» **TRY IT**:
Each entry should appear in the answer exactly as written.

[Collected data]
-- Opening Marker --
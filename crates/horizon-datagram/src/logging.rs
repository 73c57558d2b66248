//! Target names for log filtering.
//!
//! The crate logs through `tracing`; install a subscriber in the application
//! to see the output:
//!
//! ```ignore
//! tracing_subscriber::fmt()
//!     .with_env_filter("horizon_datagram=debug")
//!     .init();
//! ```

/// Target names for use with `tracing` directives.
pub mod targets {
    /// Session lifecycle: bind, reconnect, dispose.
    pub const SESSION: &str = "horizon_datagram::session";
    /// Datagram traffic.
    pub const IO: &str = "horizon_datagram::io";
}
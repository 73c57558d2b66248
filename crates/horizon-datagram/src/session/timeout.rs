//! Operation timeouts.

use std::pin::Pin;
use std::time::Duration;

use tokio::time::{Instant, Sleep};

/// Upper bound on how long a bounded operation may wait.
///
/// A zero or negative millisecond value disables the timer, as does
/// [`Timeout::INFINITE`].
#[derive(Clone, Copy, Debug, PartialEq, Eq, Hash, Default)]
pub struct Timeout(Option<Duration>);

impl Timeout {
    /// No timer; the operation waits until it completes or is cancelled.
    pub const INFINITE: Self = Self(None);

    /// Create a timeout from milliseconds. Non-positive values, including
    /// the `-1` sentinel, mean no timeout.
    pub fn from_millis(millis: i64) -> Self {
        match u64::try_from(millis) {
            Ok(ms) if ms > 0 => Self(Some(Duration::from_millis(ms))),
            _ => Self::INFINITE,
        }
    }

    /// The timer duration, or `None` if the timer is disabled.
    pub fn duration(&self) -> Option<Duration> {
        self.0
    }

    /// Check if the timer is disabled.
    pub fn is_infinite(&self) -> bool {
        self.0.is_none()
    }
}

impl From<Duration> for Timeout {
    fn from(duration: Duration) -> Self {
        if duration.is_zero() {
            Self::INFINITE
        } else {
            Self(Some(duration))
        }
    }
}

impl From<Option<Duration>> for Timeout {
    fn from(duration: Option<Duration>) -> Self {
        duration.map_or(Self::INFINITE, Self::from)
    }
}

/// A one-shot timer shared by the phases of one operation.
///
/// The timer starts on creation. [`restart`](Self::restart) re-arms the same
/// timer for a further full duration.
pub(crate) struct PhaseTimer {
    timeout: Timeout,
    sleep: Option<Pin<Box<Sleep>>>,
}

impl PhaseTimer {
    pub(crate) fn start(timeout: Timeout) -> Self {
        Self {
            timeout,
            sleep: timeout.duration().map(|d| Box::pin(tokio::time::sleep(d))),
        }
    }

    /// The configured duration, or zero for an infinite timer.
    pub(crate) fn duration(&self) -> Duration {
        self.timeout.duration().unwrap_or_default()
    }

    pub(crate) fn restart(&mut self) {
        if let (Some(duration), Some(sleep)) = (self.timeout.duration(), self.sleep.as_mut()) {
            sleep.as_mut().reset(Instant::now() + duration);
        }
    }

    /// Completes when the timer elapses. Never completes for an infinite timer.
    pub(crate) async fn elapsed(&mut self) {
        match self.sleep.as_mut() {
            Some(sleep) => sleep.as_mut().await,
            None => std::future::pending().await,
        }
    }
}

#[cfg(test)]
mod tests {
    use super::*;

    #[test]
    fn test_non_positive_millis_disable_timer() {
        assert!(Timeout::from_millis(0).is_infinite());
        assert!(Timeout::from_millis(-1).is_infinite());
        assert_eq!(
            Timeout::from_millis(50).duration(),
            Some(Duration::from_millis(50))
        );
    }

    #[test]
    fn test_conversions() {
        assert_eq!(Timeout::from(Duration::ZERO), Timeout::INFINITE);
        assert_eq!(Timeout::from(None), Timeout::INFINITE);
        assert_eq!(
            Timeout::from(Some(Duration::from_secs(1))).duration(),
            Some(Duration::from_secs(1))
        );
    }

    #[tokio::test]
    async fn test_timer_elapses() {
        let mut timer = PhaseTimer::start(Timeout::from_millis(10));
        let fired = tokio::time::timeout(Duration::from_secs(2), timer.elapsed()).await;
        assert!(fired.is_ok());
    }

    #[tokio::test]
    async fn test_infinite_timer_never_elapses() {
        let mut timer = PhaseTimer::start(Timeout::INFINITE);
        let fired = tokio::time::timeout(Duration::from_millis(30), timer.elapsed()).await;
        assert!(fired.is_err());
        assert_eq!(timer.duration(), Duration::ZERO);
    }

    #[tokio::test]
    async fn test_restart_rearms_full_duration() {
        let mut timer = PhaseTimer::start(Timeout::from_millis(200));
        tokio::time::sleep(Duration::from_millis(100)).await;
        timer.restart();
        let early = tokio::time::timeout(Duration::from_millis(150), timer.elapsed()).await;
        assert!(early.is_err());
        let late = tokio::time::timeout(Duration::from_secs(2), timer.elapsed()).await;
        assert!(late.is_ok());
    }
}
//! String-oriented UDP sessions.
//!
//! This module provides:
//! - **DatagramSession**: send / receive / send-and-receive of strings over UDP
//! - **SessionConfig**: bind, remote endpoint and encoding settings
//! - **Timeout** and cancellation through `tokio_util`'s `CancellationToken`
//!
//! # Example
//!
//! ```ignore
//! use horizon_datagram::session::{DatagramSession, SessionConfig};
//!
//! let config = SessionConfig::new(5000).remote("127.0.0.1:5001".parse()?);
//! let session = DatagramSession::bind(config).await?;
//!
//! let sent = session.send("ping").await?;
//! println!("Sent {} bytes to {}", sent, session.remote_addr());
//! ```
//!
//! # Timeouts and Cancellation
//!
//! ```ignore
//! use horizon_datagram::session::Timeout;
//! use tokio_util::sync::CancellationToken;
//!
//! let token = CancellationToken::new();
//! let reply = session
//!     .send_and_receive("status?", &token, Timeout::from_millis(250))
//!     .await;
//!
//! match reply {
//!     Ok(text) => println!("Peer says {}", text),
//!     Err(e) if e.is_timeout() => println!("Peer did not answer"),
//!     Err(e) if e.is_cancelled() => println!("Stopped by caller"),
//!     Err(e) => return Err(e),
//! }
//!
//! // The socket was replaced after the timeout; the session is still usable.
//! assert!(session.is_active());
//! ```
//!
//! # Loading a Configuration
//!
//! ```ignore
//! let config = SessionConfig::from_toml_str(r#"
//!     local_port = 5000
//!     remote_port = 5001
//!     encoding = "utf-16le"
//! "#)?;
//! ```

mod config;
mod encoding;
mod interrupt;
mod socket;
mod state;
mod timeout;

pub use config::{Datagram, MAX_DATAGRAM_PAYLOAD, SessionConfig};
pub use encoding::TextEncoding;
pub use socket::DatagramSession;
pub use state::SessionState;
pub use timeout::Timeout;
-- Closing Marker --
» **SOLVED PROBLEM**:
filename crates/horizon-datagram/src/logging.rs
repository 73c57558d2b66248
//! Target names for log filtering.
//!
//! The crate logs through `tracing`; install a subscriber in the application
//! to see the output:
//!
//! ```ignore
//! tracing_subscriber::fmt()
//!     .with_env_filter("horizon_datagram=debug")
//!     .init();
//! ```

/// Target names for use with `tracing` directives.
pub mod targets {
    /// Session lifecycle: bind, reconnect, dispose.
    pub const SESSION: &str = "horizon_datagram::session";
    /// Datagram traffic.
    pub const IO: &str = "horizon_datagram::io";
}
repository 73c57558d2b66248
filename crates/horizon-datagram/src/session/timeout.rs
//! Operation timeouts.

use std::pin::Pin;
use std::time::Duration;

use tokio::time::{Instant, Sleep};

/// Upper bound on how long a bounded operation may wait.
///
/// A zero or negative millisecond value disables the timer, as does
/// [`Timeout::INFINITE`].
#[derive(Clone, Copy, Debug, PartialEq, Eq, Hash, Default)]
pub struct Timeout(Option<Duration>);

impl Timeout {
    /// No timer; the operation waits until it completes or is cancelled.
    pub const INFINITE: Self = Self(None);

    /// Create a timeout from milliseconds. Non-positive values, including
    /// the `-1` sentinel, mean no timeout.
    pub fn from_millis(millis: i64) -> Self {
        match u64::try_from(millis) {
            Ok(ms) if ms > 0 => Self(Some(Duration::from_millis(ms))),
            _ => Self::INFINITE,
        }
    }

    /// The timer duration, or `None` if the timer is disabled.
    pub fn duration(&self) -> Option<Duration> {
        self.0
    }

    /// Check if the timer is disabled.
    pub fn is_infinite(&self) -> bool {
        self.0.is_none()
    }
}

impl From<Duration> for Timeout {
    fn from(duration: Duration) -> Self {
        if duration.is_zero() {
            Self::INFINITE
        } else {
            Self(Some(duration))
        }
    }
}

impl From<Option<Duration>> for Timeout {
    fn from(duration: Option<Duration>) -> Self {
        duration.map_or(Self::INFINITE, Self::from)
    }
}

/// A one-shot timer shared by the phases of one operation.
///
/// The timer starts on creation. [`restart`](Self::restart) re-arms the same
/// timer for a further full duration.
pub(crate) struct PhaseTimer {
    timeout: Timeout,
    sleep: Option<Pin<Box<Sleep>>>,
}

impl PhaseTimer {
    pub(crate) fn start(timeout: Timeout) -> Self {
        Self {
            timeout,
            sleep: timeout.duration().map(|d| Box::pin(tokio::time::sleep(d))),
        }
    }

    /// The configured duration, or zero for an infinite timer.
    pub(crate) fn duration(&self) -> Duration {
        self.timeout.duration().unwrap_or_default()
    }

    pub(crate) fn restart(&mut self) {
        if let (Some(duration), Some(sleep)) = (self.timeout.duration(), self.sleep.as_mut()) {
            sleep.as_mut().reset(Instant::now() + duration);
        }
    }

    /// Completes when the timer elapses. Never completes for an infinite timer.
    pub(crate) async fn elapsed(&mut self) {
        match self.sleep.as_mut() {
            Some(sleep) => sleep.as_mut().await,
            None => std::future::pending().await,
        }
    }
}

#[cfg(test)]
mod tests {
    use super::*;

    #[test]
    fn test_non_positive_millis_disable_timer() {
        assert!(Timeout::from_millis(0).is_infinite());
        assert!(Timeout::from_millis(-1).is_infinite());
        assert_eq!(
            Timeout::from_millis(50).duration(),
            Some(Duration::from_millis(50))
        );
    }

    #[test]
    fn test_conversions() {
        assert_eq!(Timeout::from(Duration::ZERO), Timeout::INFINITE);
        assert_eq!(Timeout::from(None), Timeout::INFINITE);
        assert_eq!(
            Timeout::from(Some(Duration::from_secs(1))).duration(),
            Some(Duration::from_secs(1))
        );
    }

    #[tokio::test]
    async fn test_timer_elapses() {
        let mut timer = PhaseTimer::start(Timeout::from_millis(10));
        let fired = tokio::time::timeout(Duration::from_secs(2), timer.elapsed()).await;
        assert!(fired.is_ok());
    }

    #[tokio::test]
    async fn test_infinite_timer_never_elapses() {
        let mut timer = PhaseTimer::start(Timeout::INFINITE);
        let fired = tokio::time::timeout(Duration::from_millis(30), timer.elapsed()).await;
        assert!(fired.is_err());
        assert_eq!(timer.duration(), Duration::ZERO);
    }

    #[tokio::test]
    async fn test_restart_rearms_full_duration() {
        let mut timer = PhaseTimer::start(Timeout::from_millis(200));
        tokio::time::sleep(Duration::from_millis(100)).await;
        timer.restart();
        let early = tokio::time::timeout(Duration::from_millis(150), timer.elapsed()).await;
        assert!(early.is_err());
        let late = tokio::time::timeout(Duration::from_secs(2), timer.elapsed()).await;
        assert!(late.is_ok());
    }
}
//! String-oriented UDP sessions.
//!
//! This module provides:
//! - **DatagramSession**: send / receive / send-and-receive of strings over UDP
//! - **SessionConfig**: bind, remote endpoint and encoding settings
//! - **Timeout** and cancellation through `tokio_util`'s `CancellationToken`
//!
//! # Example
//!
//! ```ignore
//! use horizon_datagram::session::{DatagramSession, SessionConfig};
//!
//! let config = SessionConfig::new(5000).remote("127.0.0.1:5001".parse()?);
//! let session = DatagramSession::bind(config).await?;
//!
//! let sent = session.send("ping").await?;
//! println!("Sent {} bytes to {}", sent, session.remote_addr());
//! ```
//!
//! # Timeouts and Cancellation
//!
//! ```ignore
//! use horizon_datagram::session::Timeout;
//! use tokio_util::sync::CancellationToken;
//!
//! let token = CancellationToken::new();
//! let reply = session
//!     .send_and_receive("status?", &token, Timeout::from_millis(250))
//!     .await;
//!
//! match reply {
//!     Ok(text) => println!("Peer says {}", text),
//!     Err(e) if e.is_timeout() => println!("Peer did not answer"),
//!     Err(e) if e.is_cancelled() => println!("Stopped by caller"),
//!     Err(e) => return Err(e),
//! }
//!
//! // The socket was replaced after the timeout; the session is still usable.
//! assert!(session.is_active());
//! ```
//!
//! # Loading a Configuration
//!
//! ```ignore
//! let config = SessionConfig::from_toml_str(r#"
//!     local_port = 5000
//!     remote_port = 5001
//!     encoding = "utf-16le"
//! "#)?;
//! ```

mod config;
mod encoding;
mod interrupt;
mod socket;
mod state;
mod timeout;

pub use config::{Datagram, MAX_DATAGRAM_PAYLOAD, SessionConfig};
pub use encoding::TextEncoding;
pub use socket::DatagramSession;
pub use state::SessionState;
pub use timeout::Timeout;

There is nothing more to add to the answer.